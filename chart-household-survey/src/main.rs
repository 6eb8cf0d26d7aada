//! Household Characteristics Survey
//!
//! Four bar charts (ownership, electricity, latrine, household-head religion)
//! linked to an area chart of surveys per day. Dragging a brush on the area
//! chart re-counts every bar chart over the surveys in the brushed dates.
//!
//! Data flow:
//! 1. `build.rs` copies `household_characteristics.csv` into `OUT_DIR`.
//! 2. `include_str!` embeds the CSV into the WASM binary.
//! 3. On mount, the CSV is parsed into a `Dataset`.
//! 4. Once the chart containers exist, a `Dashboard` builds every panel and
//!    renders it through the D3.js bridge in `hhc-chart-ui`.
//! 5. D3 brush events call back into Rust, which updates the selection and
//!    re-renders the bar charts.

use dioxus::prelude::*;
use hhc_chart_ui::components::{
    ChartContainer, ChartHeader, ErrorDisplay, LoadingSpinner, SelectionSummary,
};
use hhc_chart_ui::js_bridge;
use hhc_chart_ui::renderer::D3Renderer;
use hhc_chart_ui::state::{AppState, PageError, PageStage};
use hhc_crossfilter::{Dashboard, DashboardConfig, PixelExtent};
use hhc_survey::Dataset;
use std::cell::RefCell;
use std::rc::Rc;

/// Name of the embedded data file, shown while loading and on errors.
const SURVEY_SOURCE: &str = "household_characteristics.csv";

/// Household survey records, one row per household.
const SURVEY_CSV: &str = include_str!(concat!(env!("OUT_DIR"), "/household_characteristics.csv"));

fn main() {
    dioxus_logger::init(dioxus_logger::tracing::Level::INFO).expect("failed to init logger");
    dioxus::launch(App);
}

#[component]
fn App() -> Element {
    let mut state = use_context_provider(AppState::new);
    let config = use_hook(DashboardConfig::default);

    // Parse the survey CSV on mount
    use_effect(move || {
        match Dataset::from_csv(SURVEY_CSV) {
            Ok(dataset) => {
                state.working_set_len.set(dataset.len());
                state.dataset.set(Some(Rc::new(dataset)));
            }
            Err(e) => {
                log::error!("Failed to load survey data: {:#}", e);
                state.error.set(Some(PageError::new(PageStage::LoadSurvey, &e)));
            }
        }
        state.loading.set(false);
    });

    // Build the charts once their mount points are in the document
    let effect_config = config.clone();
    use_effect(move || {
        if (state.loading)() || state.error.read().is_some() {
            return;
        }
        if state.dashboard.peek().is_some() {
            return;
        }
        let dataset = match &*state.dataset.read() {
            Some(dataset) => dataset.clone(),
            None => return,
        };

        if let Err(e) = js_bridge::init_charts() {
            log::error!("Failed to initialize chart scripts: {:#}", e);
            state.error.set(Some(PageError::new(PageStage::StartCharts, &e)));
            return;
        }

        let dashboard = Rc::new(RefCell::new(Dashboard::new(
            dataset.clone(),
            &effect_config,
            Rc::new(D3Renderer),
        )));

        let mut selection = state.selection;
        let mut working_set_len = state.working_set_len;
        dashboard.borrow_mut().on_selection_change(move |range| {
            working_set_len.set(dataset.working_set(range.as_ref()).len());
            selection.set(range);
        });

        let on_brush = {
            let dashboard = dashboard.clone();
            move |x0: f64, x1: f64| match dashboard.try_borrow_mut() {
                Ok(mut dashboard) => dashboard.brush(PixelExtent::new(x0, x1)),
                Err(_) => log::warn!("brush event while the dashboard is busy, dropped"),
            }
        };
        let on_clear = {
            let dashboard = dashboard.clone();
            move || match dashboard.try_borrow_mut() {
                Ok(mut dashboard) => dashboard.clear_brush(),
                Err(_) => log::warn!("brush clear while the dashboard is busy, dropped"),
            }
        };
        if let Err(e) = js_bridge::install_brush_callbacks(on_brush, on_clear) {
            log::error!("Failed to install brush callbacks: {:#}", e);
        }

        state.dashboard.set(Some(dashboard));
    });

    rsx! {
        div {
            style: "padding: 16px; font-family: -apple-system, BlinkMacSystemFont, 'Segoe UI', Roboto, sans-serif;",

            ChartHeader {
                title: "Household Characteristics Survey".to_string(),
                description: "Drag across the area chart to count only the households surveyed on those days.".to_string(),
            }

            if let Some(error) = (state.error)() {
                ErrorDisplay { error, source: SURVEY_SOURCE.to_string() }
            } else if (state.loading)() {
                LoadingSpinner {
                    message: "Loading survey data...".to_string(),
                    detail: SURVEY_SOURCE.to_string(),
                }
            } else {
                SelectionSummary { area_mount: config.area_mount.clone() }
                div {
                    style: "display: flex; gap: 24px; flex-wrap: wrap; align-items: flex-start;",
                    ChartContainer {
                        id: config.bar_mount.clone(),
                        heading: "Household characteristics".to_string(),
                        min_height: 600,
                    }
                    ChartContainer {
                        id: config.area_mount.clone(),
                        heading: "Surveys per day".to_string(),
                        min_height: 400,
                    }
                }
            }
        }
    }
}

#### EXERCISE INSTRUCTIONS
Make a verbatim transcription of all the material.

#### OUTPUT FOR THIS TASK
filename chart-household-survey/src/main.rs
repository 6eb8cf0d26d7aada
//! Household Characteristics Survey
//!
//! Four bar charts (ownership, electricity, latrine, household-head religion)
//! linked to an area chart of surveys per day. Dragging a brush on the area
//! chart re-counts every bar chart over the surveys in the brushed dates.
//!
//! Data flow:
//! 1. `build.rs` copies `household_characteristics.csv` into `OUT_DIR`.
//! 2. `include_str!` embeds the CSV into the WASM binary.
//! 3. On mount, the CSV is parsed into a `Dataset`.
//! 4. Once the chart containers exist, a `Dashboard` builds every panel and
//!    renders it through the D3.js bridge in `hhc-chart-ui`.
//! 5. D3 brush events call back into Rust, which updates the selection and
//!    re-renders the bar charts.

use dioxus::prelude::*;
use hhc_chart_ui::components::{
    ChartContainer, ChartHeader, ErrorDisplay, LoadingSpinner, SelectionSummary,
};
use hhc_chart_ui::js_bridge;
use hhc_chart_ui::renderer::D3Renderer;
use hhc_chart_ui::state::{AppState, PageError, PageStage};
use hhc_crossfilter::{Dashboard, DashboardConfig, PixelExtent};
use hhc_survey::Dataset;
use std::cell::RefCell;
use std::rc::Rc;

/// Name of the embedded data file, shown while loading and on errors.
const SURVEY_SOURCE: &str = "household_characteristics.csv";

/// Household survey records, one row per household.
const SURVEY_CSV: &str = include_str!(concat!(env!("OUT_DIR"), "/household_characteristics.csv"));

fn main() {
    dioxus_logger::init(dioxus_logger::tracing::Level::INFO).expect("failed to init logger");
    dioxus::launch(App);
}

#[component]
fn App() -> Element {
    let mut state = use_context_provider(AppState::new);
    let config = use_hook(DashboardConfig::default);

    // Parse the survey CSV on mount
    use_effect(move || {
        match Dataset::from_csv(SURVEY_CSV) {
            Ok(dataset) => {
                state.working_set_len.set(dataset.len());
                state.dataset.set(Some(Rc::new(dataset)));
            }
            Err(e) => {
                log::error!("Failed to load survey data: {:#}", e);
                state.error.set(Some(PageError::new(PageStage::LoadSurvey, &e)));
            }
        }
        state.loading.set(false);
    });

    // Build the charts once their mount points are in the document
    let effect_config = config.clone();
    use_effect(move || {
        if (state.loading)() || state.error.read().is_some() {
            return;
        }
        if state.dashboard.peek().is_some() {
            return;
        }
        let dataset = match &*state.dataset.read() {
            Some(dataset) => dataset.clone(),
            None => return,
        };

        if let Err(e) = js_bridge::init_charts() {
            log::error!("Failed to initialize chart scripts: {:#}", e);
            state.error.set(Some(PageError::new(PageStage::StartCharts, &e)));
            return;
        }

        let dashboard = Rc::new(RefCell::new(Dashboard::new(
            dataset.clone(),
            &effect_config,
            Rc::new(D3Renderer),
        )));

        let mut selection = state.selection;
        let mut working_set_len = state.working_set_len;
        dashboard.borrow_mut().on_selection_change(move |range| {
            working_set_len.set(dataset.working_set(range.as_ref()).len());
            selection.set(range);
        });

        let on_brush = {
            let dashboard = dashboard.clone();
            move |x0: f64, x1: f64| match dashboard.try_borrow_mut() {
                Ok(mut dashboard) => dashboard.brush(PixelExtent::new(x0, x1)),
                Err(_) => log::warn!("brush event while the dashboard is busy, dropped"),
            }
        };
        let on_clear = {
            let dashboard = dashboard.clone();
            move || match dashboard.try_borrow_mut() {
                Ok(mut dashboard) => dashboard.clear_brush(),
                Err(_) => log::warn!("brush clear while the dashboard is busy, dropped"),
            }
        };
        if let Err(e) = js_bridge::install_brush_callbacks(on_brush, on_clear) {
            log::error!("Failed to install brush callbacks: {:#}", e);
        }

        state.dashboard.set(Some(dashboard));
    });

    rsx! {
        div {
            style: "padding: 16px; font-family: -apple-system, BlinkMacSystemFont, 'Segoe UI', Roboto, sans-serif;",

            ChartHeader {
                title: "Household Characteristics Survey".to_string(),
                description: "Drag across the area chart to count only the households surveyed on those days.".to_string(),
            }

            if let Some(error) = (state.error)() {
                ErrorDisplay { error, source: SURVEY_SOURCE.to_string() }
            } else if (state.loading)() {
                LoadingSpinner {
                    message: "Loading survey data...".to_string(),
                    detail: SURVEY_SOURCE.to_string(),
                }
            } else {
                SelectionSummary { area_mount: config.area_mount.clone() }
                div {
                    style: "display: flex; gap: 24px; flex-wrap: wrap; align-items: flex-start;",
                    ChartContainer {
                        id: config.bar_mount.clone(),
                        heading: "Household characteristics".to_string(),
                        min_height: 600,
                    }
                    ChartContainer {
                        id: config.area_mount.clone(),
                        heading: "Surveys per day".to_string(),
                        min_height: 400,
                    }
                }
            }
        }
    }
}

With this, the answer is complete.